-- DATA FOR REVIEW follows --

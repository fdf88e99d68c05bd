//! Storage backend abstraction for Kayda.
//!
//! This crate defines the [`StorageBackend`] trait, a pure key-value storage
//! interface that knows nothing about acts, sections, or accounts. The
//! document layer in `kayda-core` serializes domain types to JSON and maps
//! them onto keys such as `acts/<id>` or `idx/act-sections/<act>/<section>`.
//!
//! Two implementations are provided:
//!
//! - [`RocksDbBackend`]: production default, backed by `RocksDB` (feature `rocksdb-backend`)
//! - [`MemoryBackend`]: in-memory, for development and tests

mod error;
mod memory;
#[cfg(feature = "rocksdb-backend")]
mod rocksdb_backend;

pub use error::StorageError;
pub use memory::MemoryBackend;
#[cfg(feature = "rocksdb-backend")]
pub use rocksdb_backend::RocksDbBackend;

/// A single mutation inside an atomic [`StorageBackend::apply`] batch.
#[derive(Debug, Clone, PartialEq, Eq)]
pub enum WriteOp {
    /// Store `value` under `key`, overwriting any existing value.
    Put { key: String, value: Vec<u8> },
    /// Remove `key`. Removing a missing key is not an error.
    Delete { key: String },
}

impl WriteOp {
    /// Build a `Put` operation.
    pub fn put(key: impl Into<String>, value: impl Into<Vec<u8>>) -> Self {
        Self::Put {
            key: key.into(),
            value: value.into(),
        }
    }

    /// Build a `Delete` operation.
    pub fn delete(key: impl Into<String>) -> Self {
        Self::Delete { key: key.into() }
    }

    /// The key this operation touches.
    #[must_use]
    pub fn key(&self) -> &str {
        match self {
            Self::Put { key, .. } | Self::Delete { key } => key,
        }
    }
}

/// A pluggable key-value storage backend.
///
/// Keys are UTF-8 strings using `/` as a separator (e.g. `acts/<uuid>`,
/// `idx/group-sections/<group>/<section>`). Values are opaque byte arrays.
///
/// There is no single-key write: every mutation, even of one key, is a
/// [`WriteOp`] batch passed to [`apply`](StorageBackend::apply).
///
/// Implementations must be safe to share across async tasks (`Send + Sync`).
#[async_trait::async_trait]
pub trait StorageBackend: Send + Sync + 'static {
    /// Retrieve a value by key.
    ///
    /// Returns `Ok(None)` if the key does not exist.
    ///
    /// # Errors
    ///
    /// Returns [`StorageError::Read`] if the underlying backend fails.
    async fn get(&self, key: &str) -> Result<Option<Vec<u8>>, StorageError>;

    /// List all keys that start with the given prefix, in ascending order.
    ///
    /// # Errors
    ///
    /// Returns [`StorageError::List`] if the underlying backend fails.
    async fn list(&self, prefix: &str) -> Result<Vec<String>, StorageError>;

    /// Apply every operation in `ops` atomically: either all of them become
    /// visible or none do. Operations are applied in order, so a later op on
    /// the same key wins.
    ///
    /// # Errors
    ///
    /// Returns [`StorageError::Batch`] if the batch could not be committed.
    async fn apply(&self, ops: Vec<WriteOp>) -> Result<(), StorageError>;

    /// Check whether a key exists in storage.
    ///
    /// The default implementation calls [`get`](StorageBackend::get) and checks
    /// for `Some`. Backends may override this with a more efficient check.
    ///
    /// # Errors
    ///
    /// Returns [`StorageError::Read`] if the underlying backend fails.
    async fn exists(&self, key: &str) -> Result<bool, StorageError> {
        Ok(self.get(key).await?.is_some())
    }
}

-- DATA FOR REVIEW concluded --

Scanning the data above, count the lines in which the string "single" occurs and state only the count.

**YOUR SOLUTION:** 2